Recorded information START
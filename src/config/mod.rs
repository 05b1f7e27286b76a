pub mod types;


pub use types::*;

use crate::routing::OverlapPolicy;
use crate::upstream::LbPolicy;
use anyhow::Result;
use std::collections::HashSet;
use std::path::Path;

impl GatewayConfig {
    /// Load configuration from a file (if it exists) and apply environment
    /// variable overrides for infrastructure settings. When the file does not
    /// exist, built-in defaults are used, so the gateway starts with an empty
    /// route table for local development.
    pub fn load(path: &Path) -> Result<Self> {
        let mut config = Self::parse_file(path)?;

        // Environment variable overrides for infrastructure settings.
        config.apply_env_overrides();

        config.validate()?;
        tracing::info!(
            routes = config.routes.len(),
            breaker_overrides = config.breaker.targets.len(),
            "loaded gateway configuration"
        );
        Ok(config)
    }

    fn parse_file(path: &Path) -> Result<Self> {
        if !path.exists() {
            tracing::info!("config file not found at {}, using defaults", path.display());
            return Ok(GatewayConfig::default());
        }
        let content = std::fs::read_to_string(path)?;
        let config = match path.extension().and_then(|e| e.to_str()) {
            Some("toml") => toml::from_str(&content)?,
            Some("json") => serde_json::from_str(&content)?,
            Some(ext) => anyhow::bail!("unsupported config format: .{ext}, use .toml or .json"),
            None => anyhow::bail!("config file has no extension, use .toml or .json"),
        };
        Ok(config)
    }

    /// Apply environment variable overrides for listener and registry
    /// settings. Routes and breaker thresholds stay in the config file.
    fn apply_env_overrides(&mut self) {
        if let Ok(v) = std::env::var("WAYPOINT_LISTEN") {
            self.server.listen = v;
        }
        if let Ok(v) = std::env::var("WAYPOINT_ADMIN_LISTEN") {
            self.server.admin_listen = v;
        }

        // Registry
        if let Ok(v) = std::env::var("WAYPOINT_REGISTRY_DEFAULT_LEASE") {
            if let Ok(n) = v.parse::<u64>() {
                self.registry.default_lease_secs = n;
            }
        }
        if let Ok(v) = std::env::var("WAYPOINT_REGISTRY_SWEEP_INTERVAL") {
            if let Ok(n) = v.parse::<u64>() {
                self.registry.sweep_interval_secs = n;
            }
        }
        if let Ok(v) = std::env::var("WAYPOINT_REGISTRY_GRACE_WINDOW") {
            if let Ok(n) = v.parse::<u64>() {
                self.registry.grace_window_secs = n;
            }
        }
        if let Ok(v) = std::env::var("WAYPOINT_REGISTRY_SELF_PRESERVATION") {
            self.registry.self_preservation.enabled = v == "true" || v == "1";
        }

        // Proxy
        if let Ok(v) = std::env::var("WAYPOINT_PROXY_TIMEOUT") {
            if let Ok(n) = v.parse::<f64>() {
                self.proxy.timeout_secs = n;
            }
        }
    }

    pub fn validate(&self) -> Result<()> {
        if self.registry.default_lease_secs == 0 {
            anyhow::bail!("registry.default_lease_secs must be > 0");
        }
        if self.registry.sweep_interval_secs == 0 {
            anyhow::bail!("registry.sweep_interval_secs must be > 0");
        }
        let sp = &self.registry.self_preservation;
        if !(sp.threshold > 0.0 && sp.threshold <= 1.0) {
            anyhow::bail!(
                "registry.self_preservation.threshold must be in (0, 1], got {}",
                sp.threshold
            );
        }

        validate_breaker("breaker", &self.breaker.defaults)?;
        for name in self.breaker.targets.keys() {
            validate_breaker(&format!("breaker.targets.{}", name), &self.breaker.for_target(name))?;
        }

        if !(self.proxy.timeout_secs > 0.0) {
            anyhow::bail!("proxy.timeout_secs must be > 0");
        }
        if LbPolicy::parse(&self.proxy.load_balancer).is_none() {
            anyhow::bail!("proxy.load_balancer: unknown policy '{}'", self.proxy.load_balancer);
        }
        if OverlapPolicy::parse(&self.proxy.route_overlap).is_none() {
            anyhow::bail!(
                "proxy.route_overlap: unknown policy '{}', use 'strict' or 'first_declared'",
                self.proxy.route_overlap
            );
        }

        let mut ids = HashSet::new();
        for route in &self.routes {
            if route.id.is_empty() {
                anyhow::bail!("route with path '{}' has empty id", route.path);
            }
            if !ids.insert(route.id.as_str()) {
                anyhow::bail!("duplicate route id '{}'", route.id);
            }
            if route.target_service.is_empty() {
                anyhow::bail!("route '{}' has empty target_service", route.id);
            }
            if !route.path.starts_with('/') {
                anyhow::bail!("route '{}' path '{}' must start with '/'", route.id, route.path);
            }
            if let Some(ref lb) = route.load_balancer {
                if LbPolicy::parse(lb).is_none() {
                    anyhow::bail!("route '{}': unknown load_balancer '{}'", route.id, lb);
                }
            }
            for filter in &route.filters {
                validate_filter(&route.id, filter)?;
            }
        }
        Ok(())
    }
}

fn validate_breaker(section: &str, cb: &CircuitBreakerConfig) -> Result<()> {
    if !(cb.failure_rate_threshold > 0.0 && cb.failure_rate_threshold <= 100.0) {
        anyhow::bail!(
            "{}: failure_rate_threshold must be in (0, 100], got {}",
            section,
            cb.failure_rate_threshold
        );
    }
    if cb.minimum_number_of_calls == 0 {
        anyhow::bail!("{}: minimum_number_of_calls must be > 0", section);
    }
    if cb.permitted_calls_in_half_open == 0 {
        anyhow::bail!("{}: permitted_calls_in_half_open must be > 0", section);
    }
    Ok(())
}

fn validate_filter(route_id: &str, filter: &FilterConfig) -> Result<()> {
    match filter {
        FilterConfig::RateLimit(rl) => match rl.mode.as_str() {
            "req" => {
                if !rl.rate.is_some_and(|r| r > 0.0) {
                    anyhow::bail!(
                        "route '{}': rate_limit mode 'req' requires a positive 'rate'",
                        route_id
                    );
                }
            }
            "count" | "sliding_window" => {
                if rl.count.is_none() || rl.time_window.is_none() {
                    anyhow::bail!(
                        "route '{}': rate_limit mode '{}' requires 'count' and 'time_window'",
                        route_id,
                        rl.mode
                    );
                }
            }
            other => anyhow::bail!("route '{}': unknown rate_limit mode '{}'", route_id, other),
        },
        FilterConfig::PrefixPath { prefix } => {
            if !prefix.starts_with('/') {
                anyhow::bail!("route '{}': prefix_path '{}' must start with '/'", route_id, prefix);
            }
        }
        FilterConfig::Fallback { status, .. } => {
            if http::StatusCode::from_u16(*status).is_err() {
                anyhow::bail!("route '{}': fallback status {} is invalid", route_id, status);
            }
        }
        FilterConfig::SetRequestHeader { name, .. }
        | FilterConfig::AddRequestHeader { name, .. }
        | FilterConfig::RemoveRequestHeader { name }
        | FilterConfig::SetResponseHeader { name, .. }
        | FilterConfig::AddResponseHeader { name, .. }
        | FilterConfig::RemoveResponseHeader { name } => {
            if http::HeaderName::from_bytes(name.as_bytes()).is_err() {
                anyhow::bail!("route '{}': invalid header name '{}'", route_id, name);
            }
        }
        FilterConfig::StripPrefix { .. } => {}
    }
    Ok(())
}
Recorded information END
▸ **What to work on**:
Within the listing above, work out how many lines contain the string "targets", and reply with that number only.

▸ **Task answer**:
3